■ The task ■
Each line containing the word "ParkingDelay" must be copied from the material below.

■ Material for this exercise ■
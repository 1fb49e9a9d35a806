//! Named color presets

use crate::color::{Rgbw, rgbw};

const PRESET_NAME_RED: &str = "red";
const PRESET_NAME_ORANGE: &str = "orange";
const PRESET_NAME_YELLOW: &str = "yellow";
const PRESET_NAME_GREEN: &str = "green";
const PRESET_NAME_BLUE: &str = "blue";
const PRESET_NAME_PINK: &str = "pink";
const PRESET_NAME_PURPLE: &str = "purple";
const PRESET_NAME_CYAN: &str = "cyan";
const PRESET_NAME_WHITE: &str = "white";
const PRESET_NAME_WARM_WHITE: &str = "warm-white";
const PRESET_NAME_COOL_WHITE: &str = "cool-white";
const PRESET_NAME_RAINBOW: &str = "rainbow";
const PRESET_NAME_OFF: &str = "off";

/// Known presets that can be requested by name.
#[derive(Clone, Copy, Debug, PartialEq, Eq)]
pub enum Preset {
    Red,
    Orange,
    Yellow,
    Green,
    Blue,
    Pink,
    Purple,
    Cyan,
    White,
    WarmWhite,
    CoolWhite,
    Rainbow,
    Off,
}

impl Preset {
    /// Every preset, in the order they are listed to users
    pub const ALL: [Self; 13] = [
        Self::Red,
        Self::Orange,
        Self::Yellow,
        Self::Green,
        Self::Blue,
        Self::Pink,
        Self::Purple,
        Self::Cyan,
        Self::White,
        Self::WarmWhite,
        Self::CoolWhite,
        Self::Rainbow,
        Self::Off,
    ];

    /// Solid color of the preset
    ///
    /// Returns `None` for presets that vary per pixel.
    pub const fn solid_color(self) -> Option<Rgbw> {
        Some(match self {
            Self::Red => rgbw(255, 0, 0, 0),
            Self::Orange => rgbw(205, 30, 0, 0),
            Self::Yellow => rgbw(200, 100, 0, 0),
            Self::Green => rgbw(0, 255, 0, 0),
            Self::Blue => rgbw(0, 0, 255, 0),
            Self::Pink => rgbw(255, 50, 50, 0),
            Self::Purple => rgbw(255, 0, 255, 0),
            Self::Cyan => rgbw(0, 255, 255, 0),
            Self::White => rgbw(255, 255, 255, 255),
            Self::WarmWhite => rgbw(0, 0, 0, 255),
            Self::CoolWhite => rgbw(0, 0, 255, 255),
            Self::Off => rgbw(0, 0, 0, 0),
            Self::Rainbow => return None,
        })
    }

    pub const fn as_str(self) -> &'static str {
        match self {
            Self::Red => PRESET_NAME_RED,
            Self::Orange => PRESET_NAME_ORANGE,
            Self::Yellow => PRESET_NAME_YELLOW,
            Self::Green => PRESET_NAME_GREEN,
            Self::Blue => PRESET_NAME_BLUE,
            Self::Pink => PRESET_NAME_PINK,
            Self::Purple => PRESET_NAME_PURPLE,
            Self::Cyan => PRESET_NAME_CYAN,
            Self::White => PRESET_NAME_WHITE,
            Self::WarmWhite => PRESET_NAME_WARM_WHITE,
            Self::CoolWhite => PRESET_NAME_COOL_WHITE,
            Self::Rainbow => PRESET_NAME_RAINBOW,
            Self::Off => PRESET_NAME_OFF,
        }
    }

    pub fn parse_from_str(s: &str) -> Option<Self> {
        match s {
            PRESET_NAME_RED => Some(Self::Red),
            PRESET_NAME_ORANGE => Some(Self::Orange),
            PRESET_NAME_YELLOW => Some(Self::Yellow),
            PRESET_NAME_GREEN => Some(Self::Green),
            PRESET_NAME_BLUE => Some(Self::Blue),
            PRESET_NAME_PINK => Some(Self::Pink),
            PRESET_NAME_PURPLE => Some(Self::Purple),
            PRESET_NAME_CYAN => Some(Self::Cyan),
            PRESET_NAME_WHITE => Some(Self::White),
            PRESET_NAME_WARM_WHITE => Some(Self::WarmWhite),
            PRESET_NAME_COOL_WHITE => Some(Self::CoolWhite),
            PRESET_NAME_RAINBOW => Some(Self::Rainbow),
            PRESET_NAME_OFF => Some(Self::Off),
            _ => None,
        }
    }
}
//! Global brightness and the stepwise ramp between two levels
//!
//! Brightness is a scalar in `[0.0, 1.0]` applied by the render surface on
//! top of the per-pixel colors. Ramps move it in fixed steps and always land
//! exactly on their target, no matter how the steps accumulate in `f32`.

use crate::math8::unit_to_u8;

/// Brightness change per ramp step
pub const RAMP_STEP: f32 = 0.01;

/// Slack for step counts that are whole numbers up to `f32` error
const STEP_TOLERANCE: f32 = 1e-3;

/// Global brightness clamped to `[0.0, 1.0]`
#[derive(Debug, Clone, Copy, PartialEq, PartialOrd, Default)]
pub struct Brightness(f32);

impl Brightness {
    pub const OFF: Self = Self(0.0);
    pub const FULL: Self = Self(1.0);

    /// Create a brightness from a value known to be in range
    pub(crate) const fn new_const(value: f32) -> Self {
        Self(value)
    }

    /// Create a brightness, clamping into range
    ///
    /// NaN is treated as off.
    pub fn new(value: f32) -> Self {
        if value.is_nan() {
            return Self::OFF;
        }
        Self(value.clamp(0.0, 1.0))
    }

    /// Create a brightness, rejecting values outside of `[0.0, 1.0]`
    pub fn try_new(value: f32) -> Option<Self> {
        (0.0..=1.0).contains(&value).then_some(Self(value))
    }

    pub const fn get(self) -> f32 {
        self.0
    }

    /// Brightness as a `scale8` factor (0-255)
    pub fn as_u8(self) -> u8 {
        unit_to_u8(self.0)
    }
}

impl From<Brightness> for f32 {
    fn from(value: Brightness) -> Self {
        value.0
    }
}

/// Brightness levels visited by a ramp, excluding the starting level
///
/// Each item is one step of [`RAMP_STEP`] toward the target; the final item
/// is the target itself.
#[derive(Debug, Clone)]
pub struct Ramp {
    from: f32,
    to: f32,
    direction: f32,
    step: u32,
    steps: u32,
}

impl Ramp {
    pub fn new(from: Brightness, to: Brightness) -> Self {
        let distance = to.0 - from.0;
        let direction = if distance < 0.0 { -1.0 } else { 1.0 };
        #[allow(clippy::cast_possible_truncation, clippy::cast_sign_loss)]
        let mut steps =
            libm::ceilf(libm::fabsf(distance) / RAMP_STEP - STEP_TOLERANCE).max(0.0) as u32;
        // distances under the tolerance still take one step onto the target
        if steps == 0 && libm::fabsf(distance) > 0.0 {
            steps = 1;
        }
        Self {
            from: from.0,
            to: to.0,
            direction,
            step: 0,
            steps,
        }
    }

    /// Target of the ramp
    pub fn target(&self) -> Brightness {
        Brightness(self.to)
    }
}

impl Iterator for Ramp {
    type Item = Brightness;

    fn next(&mut self) -> Option<Self::Item> {
        if self.step >= self.steps {
            return None;
        }
        self.step += 1;
        if self.step == self.steps {
            return Some(Brightness::new(self.to));
        }
        #[allow(clippy::cast_precision_loss)]
        let offset = self.step as f32 * RAMP_STEP * self.direction;
        Some(Brightness::new(self.from + offset))
    }

    fn size_hint(&self) -> (usize, Option<usize>) {
        let remaining = (self.steps - self.step) as usize;
        (remaining, Some(remaining))
    }
}

impl ExactSizeIterator for Ramp {}
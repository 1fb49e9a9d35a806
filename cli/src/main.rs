//! Command line front end for pixel-control
//!
//! Validates the options, then renders the strip to the terminal until the
//! transition is done, or until Ctrl-C when an animation is running.

mod delay;
mod terminal;

use std::io::{self, Write};
use std::thread;

use anyhow::Context as _;
use clap::builder::PossibleValuesParser;
use clap::{ArgAction, ArgGroup, Parser};
use pixel_control::config::{DEFAULT_BRIGHTNESS, DEFAULT_PIXEL_COUNT};
use pixel_control::{
    Animation, LightConfig, LightEngine, Preset, ProviderSlot, RawOptions, StopSignal,
    StripSurface, Transition, limit_brightness,
};
use tracing::{debug, info};
use tracing_subscriber::EnvFilter;

use crate::delay::ParkingDelay;
use crate::terminal::TerminalStrip;

/// Maximum number of pixels the surface buffer holds
const MAX_LEDS: usize = 1024;

/// Raised by Ctrl-C, observed by the engine between steps
static STOP: StopSignal = StopSignal::new();

#[derive(Parser, Debug)]
#[command(
    name = "pixel-control",
    version,
    about = "Manipulate NeoPixel lighting hardware by writing out color and brightness data."
)]
#[command(group(ArgGroup::new("source").required(true).args(["color", "preset"])))]
struct Cli {
    /// Explicit color for every pixel.
    #[arg(short, long, num_args = 4, value_names = ["RED", "GREEN", "BLUE", "WHITE"])]
    color: Option<Vec<u8>>,

    /// Named color preset to apply.
    #[arg(short, long, value_parser = PossibleValuesParser::new(Preset::ALL.map(Preset::as_str)))]
    preset: Option<String>,

    /// Brightness level to set the pixel set to. Between 0.0 and 1.0.
    #[arg(short, long, default_value_t = DEFAULT_BRIGHTNESS)]
    brightness: f32,

    /// Number of pixels in the set.
    #[arg(short = 'n', long = "number", default_value_t = DEFAULT_PIXEL_COUNT)]
    number: usize,

    /// Transition to use when applying this color to the pixel set.
    #[arg(short, long, value_parser = PossibleValuesParser::new(Transition::ALL.map(Transition::as_str)))]
    transition: Option<String>,

    /// Repeating animation to run on the pixel set.
    #[arg(short, long, value_parser = PossibleValuesParser::new(Animation::ALL.map(Animation::as_str)))]
    animation: Option<String>,

    /// Increase log verbosity (-v info, -vv debug, -vvv trace).
    #[arg(short, long, action = ArgAction::Count)]
    verbose: u8,
}

impl Cli {
    fn raw_options(&self) -> anyhow::Result<RawOptions<'_>> {
        let color = self
            .color
            .clone()
            .map(<[u8; 4]>::try_from)
            .transpose()
            .map_err(|channels| {
                anyhow::anyhow!("--color takes 4 channels, got {}", channels.len())
            })?;
        Ok(RawOptions {
            preset: self.preset.as_deref(),
            color,
            brightness: self.brightness,
            pixel_count: self.number,
            transition: self.transition.as_deref(),
            animation: self.animation.as_deref(),
        })
    }
}

fn main() -> anyhow::Result<()> {
    let cli = Cli::parse();
    init_tracing(cli.verbose);

    let config = LightConfig::new(&cli.raw_options()?).context("invalid configuration")?;
    debug!(?config, "configuration accepted");

    install_stop_handler()?;
    run(&config)
}

fn init_tracing(verbose: u8) {
    let level = match verbose {
        0 => "warn",
        1 => "info",
        2 => "debug",
        _ => "trace",
    };
    let filter = EnvFilter::try_from_default_env().unwrap_or_else(|_| EnvFilter::new(level));
    tracing_subscriber::fmt()
        .with_env_filter(filter)
        .with_writer(io::stderr)
        .init();
}

fn install_stop_handler() -> anyhow::Result<()> {
    let main_thread = thread::current();
    ctrlc::set_handler(move || {
        STOP.raise();
        main_thread.unpark();
    })
    .context("install Ctrl-C handler")
}

type TerminalEngine<W> =
    LightEngine<'static, StripSurface<TerminalStrip<W>, MAX_LEDS>, ProviderSlot, ParkingDelay>;

/// Build the engine over a terminal strip, checking the strip fits the
/// surface before anything walks the pixels
fn build_engine<W: Write>(config: &LightConfig, out: W) -> anyhow::Result<TerminalEngine<W>> {
    let pixel_count = config.pixel_count.get();
    let surface = StripSurface::<_, MAX_LEDS>::new(TerminalStrip::new(out), pixel_count)?;

    let provider = config.provider();
    let brightness = limit_brightness(&provider, pixel_count, config.brightness);
    Ok(LightEngine::new(
        surface,
        provider,
        ParkingDelay::new(&STOP),
        &STOP,
        brightness,
    ))
}

fn run(config: &LightConfig) -> anyhow::Result<()> {
    let mut engine = build_engine(config, io::stdout())?;

    match engine.play(config.transition, config.animation) {
        Err(err) if err.is_interrupted() => info!("stopped before the transition finished"),
        result => result.context("render strip")?,
    }

    let strip = engine.into_surface().into_writer();
    debug!(frames = strip.frames(), "done");
    strip.finish().context("finish terminal output")?;
    Ok(())
}
//! Terminal preview of the strip
//!
//! Draws every pixel as a true-color block on a single line that is
//! redrawn in place on each frame.

use std::io::{self, Write};

use crossterm::cursor::MoveToColumn;
use crossterm::queue;
use crossterm::style::{Color, Print, ResetColor, SetForegroundColor};
use pixel_control::Rgbw;
use smart_leds::SmartLedsWrite;

const PIXEL_GLYPH: &str = "██";

/// `smart-leds` driver that writes frames to a terminal
pub(crate) struct TerminalStrip<W: Write> {
    out: W,
    frames: usize,
}

impl<W: Write> TerminalStrip<W> {
    pub(crate) const fn new(out: W) -> Self {
        Self { out, frames: 0 }
    }

    /// Number of frames written so far
    pub(crate) const fn frames(&self) -> usize {
        self.frames
    }

    /// Move past the strip line
    pub(crate) fn finish(mut self) -> io::Result<W> {
        queue!(self.out, ResetColor, Print('\n'))?;
        self.out.flush()?;
        Ok(self.out)
    }
}

/// Terminals have no white diode, so white lifts all three channels
fn terminal_color(color: Rgbw) -> Color {
    let white = color.a.0;
    Color::Rgb {
        r: color.r.saturating_add(white),
        g: color.g.saturating_add(white),
        b: color.b.saturating_add(white),
    }
}

impl<W: Write> SmartLedsWrite for TerminalStrip<W> {
    type Error = io::Error;
    type Color = Rgbw;

    fn write<T, I>(&mut self, iterator: T) -> Result<(), Self::Error>
    where
        T: IntoIterator<Item = I>,
        I: Into<Self::Color>,
    {
        queue!(self.out, MoveToColumn(0))?;
        for pixel in iterator {
            queue!(
                self.out,
                SetForegroundColor(terminal_color(pixel.into())),
                Print(PIXEL_GLYPH)
            )?;
        }
        queue!(self.out, ResetColor)?;
        self.out.flush()?;
        self.frames += 1;
        Ok(())
    }
}
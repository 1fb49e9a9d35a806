//! Wall-clock delay that wakes up early on stop

use std::thread;
use std::time::{Duration, Instant};

use embedded_hal::delay::DelayNs;
use pixel_control::StopSignal;

/// Blocking delay that parks the current thread
///
/// The stop handler unparks the thread after raising the signal, so a wait
/// ends as soon as a stop is requested instead of running to its deadline.
pub(crate) struct ParkingDelay {
    stop: &'static StopSignal,
}

impl ParkingDelay {
    pub(crate) const fn new(stop: &'static StopSignal) -> Self {
        Self { stop }
    }

    fn wait(&self, duration: Duration) {
        let deadline = Instant::now() + duration;
        // park_timeout may wake spuriously
        while !self.stop.is_raised() {
            let now = Instant::now();
            if now >= deadline {
                return;
            }
            thread::park_timeout(deadline - now);
        }
    }
}

impl DelayNs for ParkingDelay {
    fn delay_ns(&mut self, ns: u32) {
        self.wait(Duration::from_nanos(u64::from(ns)));
    }

    fn delay_us(&mut self, us: u32) {
        self.wait(Duration::from_micros(u64::from(us)));
    }

    fn delay_ms(&mut self, ms: u32) {
        self.wait(Duration::from_millis(u64::from(ms)));
    }
}
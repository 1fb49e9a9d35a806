//! Solid color provider
//!
//! Returns a single color for every pixel.

use super::PixelProvider;
use crate::color::Rgbw;

/// Solid color provider - one color for all pixels
#[derive(Debug, Clone, Copy, PartialEq, Eq)]
pub struct SolidColorProvider {
    color: Rgbw,
}

impl SolidColorProvider {
    /// Create a new solid color provider
    pub const fn new(color: Rgbw) -> Self {
        Self { color }
    }

    /// The color shown on every pixel
    pub const fn color(&self) -> Rgbw {
        self.color
    }
}

impl PixelProvider for SolidColorProvider {
    fn pixel_color(&self, _index: usize) -> Rgbw {
        self.color
    }
}
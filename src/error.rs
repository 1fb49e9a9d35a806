use core::fmt::Debug;

/// Errors raised while rendering
#[derive(thiserror::Error, Debug)]
pub enum Error<E: Debug> {
    #[error("render surface error: {0:?}")]
    Surface(E),

    #[error("interrupted by stop signal")]
    Interrupted,
}

impl<E: Debug> Error<E> {
    pub const fn is_interrupted(&self) -> bool {
        matches!(self, Self::Interrupted)
    }
}

/// Errors raised while validating the configuration
#[derive(thiserror::Error, Debug, Clone, Copy, PartialEq)]
pub enum ConfigError {
    #[error("either a preset or an explicit color is required")]
    MissingColor,

    #[error("a preset and an explicit color are mutually exclusive")]
    ConflictingColor,

    #[error("pixel count must be positive, got {0}")]
    InvalidPixelCount(usize),

    #[error("brightness must be between 0.0 and 1.0, got {0}")]
    InvalidBrightness(f32),

    #[error("unknown preset")]
    UnknownPreset,

    #[error("unknown transition")]
    UnknownTransition,

    #[error("unknown animation")]
    UnknownAnimation,
}

/// The strip does not fit into the surface buffer
#[derive(thiserror::Error, Debug, Clone, Copy, PartialEq, Eq)]
#[error("strip of {requested} pixels exceeds surface capacity of {capacity}")]
pub struct CapacityError {
    pub requested: usize,
    pub capacity: usize,
}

■ Reply ■
use crate::delay::ParkingDelay;
    LightEngine<'static, StripSurface<TerminalStrip<W>, MAX_LEDS>, ProviderSlot, ParkingDelay>;
        ParkingDelay::new(&STOP),
pub(crate) struct ParkingDelay {
impl ParkingDelay {
impl DelayNs for ParkingDelay {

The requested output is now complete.